*WHAT IS EXPECTED:* Lines that contain "consts" are to be copied from the material, every one of them.

══════

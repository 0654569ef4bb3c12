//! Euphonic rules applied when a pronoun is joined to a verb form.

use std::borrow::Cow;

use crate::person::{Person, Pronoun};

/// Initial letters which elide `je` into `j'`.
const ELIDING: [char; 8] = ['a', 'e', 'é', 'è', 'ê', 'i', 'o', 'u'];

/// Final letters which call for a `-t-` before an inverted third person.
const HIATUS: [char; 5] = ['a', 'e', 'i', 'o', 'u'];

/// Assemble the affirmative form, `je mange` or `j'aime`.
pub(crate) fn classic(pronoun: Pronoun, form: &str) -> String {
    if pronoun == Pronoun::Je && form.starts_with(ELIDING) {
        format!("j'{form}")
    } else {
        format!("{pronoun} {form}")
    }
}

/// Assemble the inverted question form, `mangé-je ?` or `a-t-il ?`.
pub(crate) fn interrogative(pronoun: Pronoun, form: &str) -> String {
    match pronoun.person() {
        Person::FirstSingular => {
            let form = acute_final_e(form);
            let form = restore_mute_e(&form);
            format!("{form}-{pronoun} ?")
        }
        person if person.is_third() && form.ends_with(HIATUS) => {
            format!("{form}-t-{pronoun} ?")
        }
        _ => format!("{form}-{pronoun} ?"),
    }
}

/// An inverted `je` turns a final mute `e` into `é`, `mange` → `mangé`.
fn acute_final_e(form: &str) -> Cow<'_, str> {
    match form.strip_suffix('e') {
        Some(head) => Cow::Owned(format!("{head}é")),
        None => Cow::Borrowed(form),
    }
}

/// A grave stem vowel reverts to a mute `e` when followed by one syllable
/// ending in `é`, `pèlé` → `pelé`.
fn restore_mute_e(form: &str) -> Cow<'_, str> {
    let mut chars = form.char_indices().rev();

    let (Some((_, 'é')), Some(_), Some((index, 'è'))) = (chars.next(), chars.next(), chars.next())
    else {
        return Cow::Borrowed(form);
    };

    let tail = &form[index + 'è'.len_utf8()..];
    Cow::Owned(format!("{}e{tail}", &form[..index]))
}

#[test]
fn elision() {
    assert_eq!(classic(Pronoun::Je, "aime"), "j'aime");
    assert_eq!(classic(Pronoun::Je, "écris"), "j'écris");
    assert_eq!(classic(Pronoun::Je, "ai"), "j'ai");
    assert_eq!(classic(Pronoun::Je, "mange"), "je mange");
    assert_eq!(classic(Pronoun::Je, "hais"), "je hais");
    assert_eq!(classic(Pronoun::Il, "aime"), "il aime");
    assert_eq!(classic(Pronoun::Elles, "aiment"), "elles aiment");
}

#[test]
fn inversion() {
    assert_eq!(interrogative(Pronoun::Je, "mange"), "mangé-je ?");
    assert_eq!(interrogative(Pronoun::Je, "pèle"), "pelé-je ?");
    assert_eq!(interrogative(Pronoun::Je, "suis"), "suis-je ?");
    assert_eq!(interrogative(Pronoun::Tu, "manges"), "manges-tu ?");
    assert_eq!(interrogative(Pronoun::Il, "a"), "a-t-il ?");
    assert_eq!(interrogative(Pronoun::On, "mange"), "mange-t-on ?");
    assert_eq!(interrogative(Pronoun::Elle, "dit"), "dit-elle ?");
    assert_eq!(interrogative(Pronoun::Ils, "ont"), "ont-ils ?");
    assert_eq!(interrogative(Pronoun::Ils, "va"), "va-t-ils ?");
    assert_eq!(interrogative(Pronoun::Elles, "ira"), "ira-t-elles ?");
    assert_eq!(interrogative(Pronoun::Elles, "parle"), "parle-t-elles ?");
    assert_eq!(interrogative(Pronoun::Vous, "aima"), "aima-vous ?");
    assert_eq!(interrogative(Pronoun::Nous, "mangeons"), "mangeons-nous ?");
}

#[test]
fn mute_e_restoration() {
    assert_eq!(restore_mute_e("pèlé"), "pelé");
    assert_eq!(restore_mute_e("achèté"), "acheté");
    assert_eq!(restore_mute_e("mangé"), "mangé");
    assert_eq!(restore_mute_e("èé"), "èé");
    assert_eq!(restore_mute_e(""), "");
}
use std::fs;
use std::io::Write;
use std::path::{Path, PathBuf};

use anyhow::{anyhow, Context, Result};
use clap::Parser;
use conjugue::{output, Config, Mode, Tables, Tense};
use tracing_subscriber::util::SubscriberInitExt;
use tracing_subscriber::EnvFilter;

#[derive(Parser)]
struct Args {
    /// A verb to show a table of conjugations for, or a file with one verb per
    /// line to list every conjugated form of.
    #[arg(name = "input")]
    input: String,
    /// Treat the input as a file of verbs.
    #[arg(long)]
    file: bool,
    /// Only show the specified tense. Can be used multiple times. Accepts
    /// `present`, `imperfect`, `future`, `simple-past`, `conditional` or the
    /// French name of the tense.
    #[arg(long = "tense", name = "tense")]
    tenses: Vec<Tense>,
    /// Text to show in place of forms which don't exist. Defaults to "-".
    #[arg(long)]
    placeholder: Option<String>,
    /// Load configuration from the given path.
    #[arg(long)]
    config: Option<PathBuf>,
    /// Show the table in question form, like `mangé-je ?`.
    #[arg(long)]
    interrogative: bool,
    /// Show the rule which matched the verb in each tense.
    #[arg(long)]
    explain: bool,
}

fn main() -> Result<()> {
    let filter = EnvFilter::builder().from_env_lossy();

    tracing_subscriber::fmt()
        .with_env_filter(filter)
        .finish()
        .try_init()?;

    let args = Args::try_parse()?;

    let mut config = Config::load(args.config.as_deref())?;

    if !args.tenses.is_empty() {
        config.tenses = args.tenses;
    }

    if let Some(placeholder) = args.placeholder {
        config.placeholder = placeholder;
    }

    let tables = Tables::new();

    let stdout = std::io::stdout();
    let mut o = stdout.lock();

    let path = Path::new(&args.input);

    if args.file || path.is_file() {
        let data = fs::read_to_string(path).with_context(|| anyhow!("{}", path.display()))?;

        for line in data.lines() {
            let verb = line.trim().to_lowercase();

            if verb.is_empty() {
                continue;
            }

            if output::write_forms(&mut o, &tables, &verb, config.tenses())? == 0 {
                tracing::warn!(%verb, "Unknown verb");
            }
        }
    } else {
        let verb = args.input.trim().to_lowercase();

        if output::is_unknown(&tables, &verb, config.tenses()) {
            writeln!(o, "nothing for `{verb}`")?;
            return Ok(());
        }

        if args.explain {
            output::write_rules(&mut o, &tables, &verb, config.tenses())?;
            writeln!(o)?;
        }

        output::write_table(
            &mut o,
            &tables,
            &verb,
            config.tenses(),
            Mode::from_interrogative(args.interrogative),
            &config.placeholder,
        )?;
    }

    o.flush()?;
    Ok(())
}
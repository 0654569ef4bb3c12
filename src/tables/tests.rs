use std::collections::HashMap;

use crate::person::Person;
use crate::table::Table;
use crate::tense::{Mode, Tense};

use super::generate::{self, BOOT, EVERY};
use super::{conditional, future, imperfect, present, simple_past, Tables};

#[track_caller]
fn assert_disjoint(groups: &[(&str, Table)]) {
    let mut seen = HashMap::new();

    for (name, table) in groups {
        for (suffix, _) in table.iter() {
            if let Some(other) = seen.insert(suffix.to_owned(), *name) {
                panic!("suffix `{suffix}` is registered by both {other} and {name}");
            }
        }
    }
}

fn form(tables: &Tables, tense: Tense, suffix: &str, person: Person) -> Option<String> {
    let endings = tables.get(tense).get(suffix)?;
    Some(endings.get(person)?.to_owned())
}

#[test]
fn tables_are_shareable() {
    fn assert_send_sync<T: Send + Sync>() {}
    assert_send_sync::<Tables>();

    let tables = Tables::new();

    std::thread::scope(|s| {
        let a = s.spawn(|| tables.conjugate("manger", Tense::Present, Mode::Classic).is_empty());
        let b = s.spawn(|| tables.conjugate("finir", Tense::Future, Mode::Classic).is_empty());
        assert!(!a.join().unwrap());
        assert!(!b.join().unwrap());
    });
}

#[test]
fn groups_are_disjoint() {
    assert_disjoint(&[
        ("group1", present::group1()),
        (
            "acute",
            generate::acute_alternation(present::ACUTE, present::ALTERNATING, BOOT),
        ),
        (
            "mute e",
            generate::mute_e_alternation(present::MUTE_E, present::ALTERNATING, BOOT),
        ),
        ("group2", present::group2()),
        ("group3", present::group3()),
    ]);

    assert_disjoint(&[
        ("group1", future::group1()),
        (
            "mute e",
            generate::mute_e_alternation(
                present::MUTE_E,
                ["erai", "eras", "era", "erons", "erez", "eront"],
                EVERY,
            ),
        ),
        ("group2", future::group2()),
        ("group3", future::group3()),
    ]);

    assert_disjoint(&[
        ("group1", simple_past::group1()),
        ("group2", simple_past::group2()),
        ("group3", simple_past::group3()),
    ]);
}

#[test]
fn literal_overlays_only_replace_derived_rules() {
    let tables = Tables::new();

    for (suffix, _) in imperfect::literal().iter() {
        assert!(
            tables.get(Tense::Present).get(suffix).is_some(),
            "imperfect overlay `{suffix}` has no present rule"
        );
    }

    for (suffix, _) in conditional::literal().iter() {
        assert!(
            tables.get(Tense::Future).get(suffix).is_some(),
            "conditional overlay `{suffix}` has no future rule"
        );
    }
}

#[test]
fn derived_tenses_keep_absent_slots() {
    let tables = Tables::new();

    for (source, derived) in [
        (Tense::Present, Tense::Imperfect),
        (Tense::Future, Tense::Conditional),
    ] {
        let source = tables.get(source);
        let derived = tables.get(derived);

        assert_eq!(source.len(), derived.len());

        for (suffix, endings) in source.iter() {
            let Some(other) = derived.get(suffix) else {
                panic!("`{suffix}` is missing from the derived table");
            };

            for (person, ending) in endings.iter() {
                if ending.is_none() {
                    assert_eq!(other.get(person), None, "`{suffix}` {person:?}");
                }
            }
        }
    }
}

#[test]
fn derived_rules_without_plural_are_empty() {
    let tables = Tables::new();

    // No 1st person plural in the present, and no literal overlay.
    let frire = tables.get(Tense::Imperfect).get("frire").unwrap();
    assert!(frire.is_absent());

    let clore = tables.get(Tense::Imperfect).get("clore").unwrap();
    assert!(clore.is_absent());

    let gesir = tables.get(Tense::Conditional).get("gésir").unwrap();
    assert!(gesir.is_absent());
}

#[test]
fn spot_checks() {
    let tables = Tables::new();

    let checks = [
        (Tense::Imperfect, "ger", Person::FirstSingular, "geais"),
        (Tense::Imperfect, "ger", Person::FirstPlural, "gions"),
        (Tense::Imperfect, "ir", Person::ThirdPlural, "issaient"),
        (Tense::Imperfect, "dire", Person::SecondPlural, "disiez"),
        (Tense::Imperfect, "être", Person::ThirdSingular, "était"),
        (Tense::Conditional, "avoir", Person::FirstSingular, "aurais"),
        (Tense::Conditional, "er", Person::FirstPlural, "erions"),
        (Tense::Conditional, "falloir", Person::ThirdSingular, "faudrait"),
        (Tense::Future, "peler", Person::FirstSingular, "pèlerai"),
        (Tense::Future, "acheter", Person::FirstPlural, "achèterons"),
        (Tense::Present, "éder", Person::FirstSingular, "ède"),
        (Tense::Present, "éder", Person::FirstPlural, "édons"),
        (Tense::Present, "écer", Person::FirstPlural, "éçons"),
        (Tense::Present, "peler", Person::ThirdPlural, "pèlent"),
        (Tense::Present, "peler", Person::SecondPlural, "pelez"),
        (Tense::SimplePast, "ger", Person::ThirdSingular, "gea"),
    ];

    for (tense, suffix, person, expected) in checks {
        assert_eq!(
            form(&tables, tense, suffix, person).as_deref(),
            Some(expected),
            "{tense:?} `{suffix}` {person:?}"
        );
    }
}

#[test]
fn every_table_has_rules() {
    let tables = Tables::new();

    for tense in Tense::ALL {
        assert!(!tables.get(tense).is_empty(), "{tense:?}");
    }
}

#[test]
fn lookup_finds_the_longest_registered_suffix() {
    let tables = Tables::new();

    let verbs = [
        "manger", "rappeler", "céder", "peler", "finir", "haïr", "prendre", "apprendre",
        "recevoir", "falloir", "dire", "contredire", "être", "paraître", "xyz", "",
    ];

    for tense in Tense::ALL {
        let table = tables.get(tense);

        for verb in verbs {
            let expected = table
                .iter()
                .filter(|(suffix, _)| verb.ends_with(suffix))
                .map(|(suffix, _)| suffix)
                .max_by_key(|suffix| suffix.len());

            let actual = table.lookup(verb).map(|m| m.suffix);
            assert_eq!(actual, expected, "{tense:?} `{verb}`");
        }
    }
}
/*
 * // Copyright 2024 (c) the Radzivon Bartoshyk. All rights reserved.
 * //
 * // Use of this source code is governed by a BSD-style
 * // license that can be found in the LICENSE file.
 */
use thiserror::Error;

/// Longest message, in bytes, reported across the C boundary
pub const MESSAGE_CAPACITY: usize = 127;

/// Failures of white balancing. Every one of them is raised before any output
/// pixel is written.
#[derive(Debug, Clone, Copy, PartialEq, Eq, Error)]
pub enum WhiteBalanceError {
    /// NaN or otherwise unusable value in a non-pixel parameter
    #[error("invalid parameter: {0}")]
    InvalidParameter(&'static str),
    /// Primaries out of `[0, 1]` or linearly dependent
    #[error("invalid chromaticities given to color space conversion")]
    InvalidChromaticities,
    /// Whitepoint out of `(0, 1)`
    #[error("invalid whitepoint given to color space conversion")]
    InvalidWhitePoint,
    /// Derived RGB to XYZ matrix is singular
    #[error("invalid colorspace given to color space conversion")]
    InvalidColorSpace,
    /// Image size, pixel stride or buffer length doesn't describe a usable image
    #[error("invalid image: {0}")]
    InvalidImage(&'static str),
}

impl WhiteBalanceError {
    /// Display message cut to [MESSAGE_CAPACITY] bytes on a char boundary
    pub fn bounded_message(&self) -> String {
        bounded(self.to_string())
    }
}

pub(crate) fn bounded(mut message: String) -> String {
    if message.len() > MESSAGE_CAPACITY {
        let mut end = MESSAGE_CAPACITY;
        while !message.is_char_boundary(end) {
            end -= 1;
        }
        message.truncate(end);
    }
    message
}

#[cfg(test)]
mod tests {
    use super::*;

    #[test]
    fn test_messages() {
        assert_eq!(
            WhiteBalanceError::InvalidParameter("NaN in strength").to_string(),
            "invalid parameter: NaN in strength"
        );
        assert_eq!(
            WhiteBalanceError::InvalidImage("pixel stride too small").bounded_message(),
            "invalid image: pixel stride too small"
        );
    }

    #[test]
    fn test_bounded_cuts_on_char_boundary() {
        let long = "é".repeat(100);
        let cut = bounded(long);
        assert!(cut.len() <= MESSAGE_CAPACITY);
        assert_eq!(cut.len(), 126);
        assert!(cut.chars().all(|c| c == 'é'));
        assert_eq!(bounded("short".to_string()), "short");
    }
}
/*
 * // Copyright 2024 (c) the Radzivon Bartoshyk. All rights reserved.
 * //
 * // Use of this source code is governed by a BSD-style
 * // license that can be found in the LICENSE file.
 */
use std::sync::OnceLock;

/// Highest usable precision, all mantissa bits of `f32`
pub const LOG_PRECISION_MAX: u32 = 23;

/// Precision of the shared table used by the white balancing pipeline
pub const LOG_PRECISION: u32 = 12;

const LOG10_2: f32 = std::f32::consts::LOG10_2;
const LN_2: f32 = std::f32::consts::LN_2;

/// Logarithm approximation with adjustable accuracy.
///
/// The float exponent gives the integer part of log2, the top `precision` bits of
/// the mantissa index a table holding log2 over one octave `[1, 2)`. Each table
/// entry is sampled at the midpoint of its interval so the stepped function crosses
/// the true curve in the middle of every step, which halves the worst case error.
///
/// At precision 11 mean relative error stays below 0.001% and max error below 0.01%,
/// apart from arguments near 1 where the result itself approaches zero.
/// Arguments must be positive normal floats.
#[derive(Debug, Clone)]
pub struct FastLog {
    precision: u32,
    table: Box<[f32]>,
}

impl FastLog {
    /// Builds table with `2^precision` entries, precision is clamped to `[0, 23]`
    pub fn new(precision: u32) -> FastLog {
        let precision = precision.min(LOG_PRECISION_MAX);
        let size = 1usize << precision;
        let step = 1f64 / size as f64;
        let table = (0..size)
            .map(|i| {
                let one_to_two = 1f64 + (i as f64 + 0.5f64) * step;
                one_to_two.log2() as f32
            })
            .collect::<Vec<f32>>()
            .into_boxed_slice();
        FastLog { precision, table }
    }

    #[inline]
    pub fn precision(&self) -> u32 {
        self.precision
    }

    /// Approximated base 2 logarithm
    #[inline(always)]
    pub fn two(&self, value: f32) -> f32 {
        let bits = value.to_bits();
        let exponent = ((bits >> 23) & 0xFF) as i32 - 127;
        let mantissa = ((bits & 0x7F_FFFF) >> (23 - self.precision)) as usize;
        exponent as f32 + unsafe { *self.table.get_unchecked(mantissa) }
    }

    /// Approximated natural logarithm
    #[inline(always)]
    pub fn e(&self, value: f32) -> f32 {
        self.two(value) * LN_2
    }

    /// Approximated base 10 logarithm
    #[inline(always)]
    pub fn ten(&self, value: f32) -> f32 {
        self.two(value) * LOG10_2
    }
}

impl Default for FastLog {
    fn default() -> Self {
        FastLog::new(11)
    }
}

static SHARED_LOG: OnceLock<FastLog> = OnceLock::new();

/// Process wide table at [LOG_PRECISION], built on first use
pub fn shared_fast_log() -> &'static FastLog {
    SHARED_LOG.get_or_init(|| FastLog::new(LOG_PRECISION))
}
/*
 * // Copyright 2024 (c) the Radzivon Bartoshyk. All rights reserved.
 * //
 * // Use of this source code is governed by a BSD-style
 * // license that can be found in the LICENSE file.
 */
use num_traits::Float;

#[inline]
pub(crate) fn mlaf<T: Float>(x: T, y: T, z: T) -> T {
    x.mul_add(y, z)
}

══════

*TASK ANSWER:*
const LOG10_2: f32 = std::f32::consts::LOG10_2;
const LN_2: f32 = std::f32::consts::LN_2;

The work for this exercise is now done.